One number is the whole answer: how many lines of the records include "bind".
****************
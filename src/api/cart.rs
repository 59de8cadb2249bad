//! Cart endpoints. All routes are keyed by the cart owner's user id and
//! require the caller to be that user or an administrator.

use axum::{
    extract::{Path, Query, State},
    Json,
};
use std::sync::Arc;

use crate::api::auth::AuthUser;
use crate::api::error::ApiError;
use crate::api::validation;
use crate::cart::{self, checkout};
use crate::db::{AddItemRequest, CarritoResponse, PedidoResponse, UpdateQuantityParams};
use crate::AppState;

/// GET /carrito/usuario/{usuario_id}
pub async fn get_cart(
    State(state): State<Arc<AppState>>,
    auth: AuthUser,
    Path(usuario_id): Path<String>,
) -> Result<Json<CarritoResponse>, ApiError> {
    auth.require_self_or_admin(&usuario_id)?;
    let cart = cart::get_or_create_active_cart(&state.db, &usuario_id).await?;
    Ok(Json(cart))
}

/// POST /carrito/usuario/{usuario_id}
pub async fn create_cart(
    State(state): State<Arc<AppState>>,
    auth: AuthUser,
    Path(usuario_id): Path<String>,
) -> Result<Json<CarritoResponse>, ApiError> {
    auth.require_self_or_admin(&usuario_id)?;
    let cart = cart::create_cart(&state.db, &usuario_id).await?;
    Ok(Json(cart))
}

/// POST /carrito/usuario/{usuario_id}/items
pub async fn add_item(
    State(state): State<Arc<AppState>>,
    auth: AuthUser,
    Path(usuario_id): Path<String>,
    Json(req): Json<AddItemRequest>,
) -> Result<Json<CarritoResponse>, ApiError> {
    auth.require_self_or_admin(&usuario_id)?;

    if req.producto_id.trim().is_empty() {
        return Err(ApiError::validation_field(
            "producto_id",
            "Product id is required",
        ));
    }
    if let Err(e) = validation::validate_cantidad(req.cantidad) {
        return Err(ApiError::validation_field("cantidad", e));
    }
    if let Err(e) = validation::validate_precio(req.precio_unitario) {
        return Err(ApiError::validation_field("precio_unitario", e));
    }

    let cart = cart::add_item(&state.db, &usuario_id, &req).await?;
    Ok(Json(cart))
}

/// PUT /carrito/usuario/{usuario_id}/items/{item_id}?cantidad=N
pub async fn update_quantity(
    State(state): State<Arc<AppState>>,
    auth: AuthUser,
    Path((usuario_id, item_id)): Path<(String, String)>,
    Query(params): Query<UpdateQuantityParams>,
) -> Result<Json<CarritoResponse>, ApiError> {
    auth.require_self_or_admin(&usuario_id)?;

    if let Err(e) = validation::validate_cantidad(params.cantidad) {
        return Err(ApiError::validation_field("cantidad", e));
    }

    let cart = cart::update_quantity(&state.db, &usuario_id, &item_id, params.cantidad).await?;
    Ok(Json(cart))
}

/// DELETE /carrito/usuario/{usuario_id}/items/{item_id}
pub async fn remove_item(
    State(state): State<Arc<AppState>>,
    auth: AuthUser,
    Path((usuario_id, item_id)): Path<(String, String)>,
) -> Result<Json<CarritoResponse>, ApiError> {
    auth.require_self_or_admin(&usuario_id)?;
    let cart = cart::remove_item(&state.db, &usuario_id, &item_id).await?;
    Ok(Json(cart))
}

/// DELETE /carrito/usuario/{usuario_id}
pub async fn clear_cart(
    State(state): State<Arc<AppState>>,
    auth: AuthUser,
    Path(usuario_id): Path<String>,
) -> Result<Json<CarritoResponse>, ApiError> {
    auth.require_self_or_admin(&usuario_id)?;
    let cart = cart::clear_cart(&state.db, &usuario_id).await?;
    Ok(Json(cart))
}

/// GET /carrito/usuario/{usuario_id}/pedido-whatsapp
///
/// Builds the order summary and wa.me link without touching the cart, so the
/// client can show a preview.
pub async fn pedido_whatsapp(
    State(state): State<Arc<AppState>>,
    auth: AuthUser,
    Path(usuario_id): Path<String>,
) -> Result<Json<PedidoResponse>, ApiError> {
    auth.require_self_or_admin(&usuario_id)?;
    let pedido = checkout::generate_order(&state.db, &state.config.checkout, &usuario_id).await?;
    Ok(Json(pedido))
}

/// POST /carrito/usuario/{usuario_id}/finalizar-compra
pub async fn finalizar_compra(
    State(state): State<Arc<AppState>>,
    auth: AuthUser,
    Path(usuario_id): Path<String>,
) -> Result<Json<PedidoResponse>, ApiError> {
    auth.require_self_or_admin(&usuario_id)?;
    let pedido = checkout::finalize(&state.db, &state.config.checkout, &usuario_id).await?;
    Ok(Json(pedido))
}

#[cfg(test)]
mod tests {
    use super::*;
    use crate::config::Config;
    use crate::db;
    use crate::token::Claims;

    async fn test_state() -> Arc<AppState> {
        let mut config = Config::default();
        config.auth.jwt_secret = "test-secret".to_string();
        let pool = db::init_test().await;
        Arc::new(AppState::new(config, pool))
    }

    fn auth_as(state: &Arc<AppState>, user_id: &str, roles: &[&str]) -> AuthUser {
        let roles: Vec<String> = roles.iter().map(|r| r.to_string()).collect();
        let token = state.tokens.issue_access_token(user_id, &roles).unwrap();
        let claims: Claims = state.tokens.verify_access(&token).unwrap();
        AuthUser {
            id: claims.sub.clone(),
            claims,
        }
    }

    fn laptop() -> AddItemRequest {
        AddItemRequest {
            producto_id: "prod-1".to_string(),
            nombre_producto: "Laptop".to_string(),
            precio_unitario: 599990.0,
            cantidad: 1,
        }
    }

    #[tokio::test]
    async fn test_owner_can_read_own_cart() {
        let state = test_state().await;
        let auth = auth_as(&state, "user-1", &["CLIENTE"]);

        let Json(cart) = get_cart(
            State(state.clone()),
            auth,
            Path("user-1".to_string()),
        )
        .await
        .unwrap();
        assert_eq!(cart.usuario_id, "user-1");
        assert!(cart.items.is_empty());
    }

    #[tokio::test]
    async fn test_other_user_is_forbidden() {
        let state = test_state().await;
        let auth = auth_as(&state, "user-2", &["CLIENTE"]);

        let result = get_cart(
            State(state.clone()),
            auth,
            Path("user-1".to_string()),
        )
        .await;
        assert!(result.is_err());
    }

    #[tokio::test]
    async fn test_admin_can_read_any_cart() {
        let state = test_state().await;
        let auth = auth_as(&state, "admin-1", &["ADMIN"]);

        let result = get_cart(
            State(state.clone()),
            auth,
            Path("user-1".to_string()),
        )
        .await;
        assert!(result.is_ok());
    }

    #[tokio::test]
    async fn test_add_item_validates_quantity() {
        let state = test_state().await;
        let auth = auth_as(&state, "user-1", &["CLIENTE"]);

        let mut req = laptop();
        req.cantidad = 0;
        let result = add_item(
            State(state.clone()),
            auth,
            Path("user-1".to_string()),
            Json(req),
        )
        .await;
        assert!(result.is_err());
    }

    #[tokio::test]
    async fn test_add_and_update_item() {
        let state = test_state().await;

        let Json(cart) = add_item(
            State(state.clone()),
            auth_as(&state, "user-1", &["CLIENTE"]),
            Path("user-1".to_string()),
            Json(laptop()),
        )
        .await
        .unwrap();
        assert_eq!(cart.items.len(), 1);
        assert_eq!(cart.total, 599990.0);

        let item_id = cart.items[0].id.clone();
        let Json(cart) = update_quantity(
            State(state.clone()),
            auth_as(&state, "user-1", &["CLIENTE"]),
            Path(("user-1".to_string(), item_id)),
            Query(UpdateQuantityParams { cantidad: 2 }),
        )
        .await
        .unwrap();
        assert_eq!(cart.items[0].cantidad, 2);
        assert_eq!(cart.total, 1199980.0);
    }

    #[tokio::test]
    async fn test_finalize_deactivates_cart() {
        let state = test_state().await;

        add_item(
            State(state.clone()),
            auth_as(&state, "user-1", &["CLIENTE"]),
            Path("user-1".to_string()),
            Json(laptop()),
        )
        .await
        .unwrap();

        let Json(pedido) = finalizar_compra(
            State(state.clone()),
            auth_as(&state, "user-1", &["CLIENTE"]),
            Path("user-1".to_string()),
        )
        .await
        .unwrap();
        assert!(pedido.url.starts_with("https://wa.me/"));
        assert!(pedido.mensaje.contains("Laptop"));

        // The next read starts a fresh, empty cart
        let Json(cart) = get_cart(
            State(state.clone()),
            auth_as(&state, "user-1", &["CLIENTE"]),
            Path("user-1".to_string()),
        )
        .await
        .unwrap();
        assert!(cart.items.is_empty());
        assert_eq!(cart.total, 0.0);
    }

    #[tokio::test]
    async fn test_pedido_on_empty_cart_is_business_error() {
        let state = test_state().await;
        let auth = auth_as(&state, "user-1", &["CLIENTE"]);

        let result = pedido_whatsapp(
            State(state.clone()),
            auth,
            Path("user-1".to_string()),
        )
        .await;
        assert!(result.is_err());
    }
}
//! Database seeders for built-in data.

use anyhow::Result;
use sqlx::SqlitePool;
use tracing::info;

/// Seed the built-in roles (runs on every startup, inserts are idempotent)
pub async fn seed_roles(pool: &SqlitePool) -> Result<()> {
    info!("Seeding built-in roles...");

    // Format: (id, name, description)
    let roles: Vec<(&str, &str, &str)> = vec![
        ("role-admin", "ADMIN", "Platform administrator"),
        ("role-cliente", "CLIENTE", "Registered customer"),
    ];

    for (id, name, description) in roles {
        sqlx::query(
            "INSERT OR IGNORE INTO roles (id, name, description, active) VALUES (?, ?, ?, 1)",
        )
        .bind(id)
        .bind(name)
        .bind(description)
        .execute(pool)
        .await?;
    }

    Ok(())
}
//! Checkout formatting and WhatsApp order handoff.
//!
//! Turns a non-empty cart into a human-readable order summary and a wa.me
//! deep link the frontend can open directly.

use tracing::info;

use super::CartError;
use crate::config::CheckoutConfig;
use crate::db::{CarritoResponse, DbPool, ItemCarrito, PedidoResponse};

/// Format an amount with no decimal places, per local currency convention
fn format_money(amount: f64) -> String {
    format!("{:.0}", amount)
}

/// One line per item: "• {nombre} x{cantidad} - ${subtotal}"
fn format_items(items: &[ItemCarrito]) -> String {
    items
        .iter()
        .map(|item| {
            format!(
                "• {} x{} - ${}",
                item.nombre_producto,
                item.cantidad,
                format_money(item.subtotal)
            )
        })
        .collect::<Vec<_>>()
        .join("\n")
}

/// Render the order message from the configured template. "{items}" and
/// "{total}" are the supported placeholders.
pub fn build_order_message(config: &CheckoutConfig, cart: &CarritoResponse) -> String {
    config
        .message_template
        .replace("{items}", &format_items(&cart.items))
        .replace("{total}", &format_money(cart.total))
}

/// Build the wa.me deep link: percent-encoded message, phone with the
/// leading '+' stripped
pub fn build_whatsapp_link(config: &CheckoutConfig, message: &str) -> String {
    let phone = config.whatsapp_phone.trim_start_matches('+');
    format!("https://wa.me/{}?text={}", phone, urlencoding::encode(message))
}

/// Generate the order summary and deep link for the user's active cart.
/// Fails with a business error when the cart is missing or empty; the cart
/// is left untouched.
pub async fn generate_order(
    pool: &DbPool,
    config: &CheckoutConfig,
    usuario_id: &str,
) -> Result<PedidoResponse, CartError> {
    let cart = super::active_cart_with_items(pool, usuario_id)
        .await?
        .ok_or(CartError::EmptyCart)?;

    if cart.items.is_empty() {
        return Err(CartError::EmptyCart);
    }

    let mensaje = build_order_message(config, &cart);
    let url = build_whatsapp_link(config, &mensaje);
    Ok(PedidoResponse { mensaje, url })
}

/// Finalize checkout: generate the summary, then deactivate the cart so the
/// next cart operation starts fresh
pub async fn finalize(
    pool: &DbPool,
    config: &CheckoutConfig,
    usuario_id: &str,
) -> Result<PedidoResponse, CartError> {
    let pedido = generate_order(pool, config, usuario_id).await?;
    super::deactivate_cart(pool, usuario_id).await?;

    info!(usuario_id = %usuario_id, "Checkout finalized");
    Ok(pedido)
}
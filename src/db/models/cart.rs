//! Cart models and DTOs.

use serde::{Deserialize, Serialize};
use sqlx::FromRow;

#[derive(Debug, Clone, Serialize, Deserialize, FromRow)]
pub struct Carrito {
    pub id: String,
    pub usuario_id: String,
    pub total: f64,
    pub activo: i64,
    pub created_at: String,
    pub updated_at: String,
}

impl Carrito {
    pub fn is_active(&self) -> bool {
        self.activo != 0
    }
}

#[derive(Debug, Clone, Serialize, Deserialize, FromRow)]
pub struct ItemCarrito {
    pub id: String,
    pub carrito_id: String,
    pub producto_id: String,
    pub nombre_producto: String,
    pub precio_unitario: f64,
    pub cantidad: i64,
    pub subtotal: f64,
    pub created_at: String,
}

/// Cart plus its items, the shape every cart endpoint returns
#[derive(Debug, Clone, Serialize)]
pub struct CarritoResponse {
    pub id: String,
    pub usuario_id: String,
    pub total: f64,
    pub activo: bool,
    pub items: Vec<ItemCarrito>,
    pub created_at: String,
    pub updated_at: String,
}

impl CarritoResponse {
    pub fn new(carrito: Carrito, items: Vec<ItemCarrito>) -> Self {
        Self {
            activo: carrito.is_active(),
            id: carrito.id,
            usuario_id: carrito.usuario_id,
            total: carrito.total,
            items,
            created_at: carrito.created_at,
            updated_at: carrito.updated_at,
        }
    }
}

// DTOs for API

#[derive(Debug, Deserialize)]
pub struct AddItemRequest {
    pub producto_id: String,
    pub nombre_producto: String,
    pub precio_unitario: f64,
    pub cantidad: i64,
}

#[derive(Debug, Deserialize)]
pub struct UpdateQuantityParams {
    pub cantidad: i64,
}

#[derive(Debug, Serialize)]
pub struct PedidoResponse {
    pub mensaje: String,
    pub url: String,
}
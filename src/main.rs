use anyhow::Result;
use clap::Parser;
use std::net::SocketAddr;
use std::path::PathBuf;
use std::sync::Arc;
use tracing_subscriber::{layer::SubscriberExt, util::SubscriberInitExt};

use tienda::config::Config;
use tienda::gateway::GatewayServer;
use tienda::AppState;

#[derive(Parser, Debug)]
#[command(name = "tienda")]
#[command(author, version, about = "Shop backend: cart service, auth, and API gateway", long_about = None)]
struct Cli {
    /// Path to configuration file
    #[arg(short, long, default_value = "tienda.toml")]
    config: PathBuf,

    /// Override log level
    #[arg(short, long)]
    log_level: Option<String>,
}

#[tokio::main]
async fn main() -> Result<()> {
    let cli = Cli::parse();

    // Load configuration
    let config = Config::load(&cli.config)?;

    // Initialize logging
    let log_level = cli
        .log_level
        .as_ref()
        .unwrap_or(&config.logging.level)
        .clone();

    tracing_subscriber::registry()
        .with(
            tracing_subscriber::EnvFilter::try_from_default_env()
                .unwrap_or_else(|_| tracing_subscriber::EnvFilter::new(&log_level)),
        )
        .with(tracing_subscriber::fmt::layer())
        .init();

    tracing::info!("Starting tienda v{}", env!("CARGO_PKG_VERSION"));

    // Ensure data directory exists
    std::fs::create_dir_all(&config.server.data_dir)?;

    // Initialize database
    let db = tienda::db::init(&config.server.data_dir).await?;

    // Ensure the seeded admin account exists
    tienda::api::auth::ensure_admin_user(
        &db,
        &config.auth.admin_email,
        config.auth.admin_password.as_deref(),
    )
    .await?;

    // Sweep expired and consumed one-shot tokens left over from before
    let swept = tienda::api::auth::delete_expired_tokens(&db).await?;
    if swept > 0 {
        tracing::info!(swept, "Removed stale password-reset tokens");
    }

    // Create app state
    let state = Arc::new(AppState::new(config.clone(), db.clone()));

    // Start the gateway
    let gateway_addr: SocketAddr =
        format!("{}:{}", config.server.host, config.server.gateway_port).parse()?;
    let gateway = GatewayServer::new(&config.gateway, state.tokens.clone(), gateway_addr);
    tokio::spawn(async move {
        if let Err(e) = gateway.run().await {
            tracing::error!(error = %e, "Gateway server error");
        }
    });

    // Create API router
    let app = tienda::api::create_router(state);

    // Start API server
    let api_addr = format!("{}:{}", config.server.host, config.server.api_port);
    let listener = tokio::net::TcpListener::bind(&api_addr).await?;

    tracing::info!("API server listening on http://{}", api_addr);
    tracing::info!("Gateway listening on http://{}", gateway_addr);

    axum::serve(listener, app)
        .with_graceful_shutdown(shutdown_signal())
        .await?;

    tracing::info!("Server stopped");
    Ok(())
}

async fn shutdown_signal() {
    let ctrl_c = async {
        tokio::signal::ctrl_c()
            .await
            .expect("Failed to install Ctrl+C handler");
    };

    #[cfg(unix)]
    let terminate = async {
        tokio::signal::unix::signal(tokio::signal::unix::SignalKind::terminate())
            .expect("Failed to install signal handler")
            .recv()
            .await;
    };

    #[cfg(not(unix))]
    let terminate = std::future::pending::<()>();

    tokio::select! {
        _ = ctrl_c => {},
        _ = terminate => {},
    }

    tracing::info!("Shutdown signal received");
}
****************
» **The completed task**: 4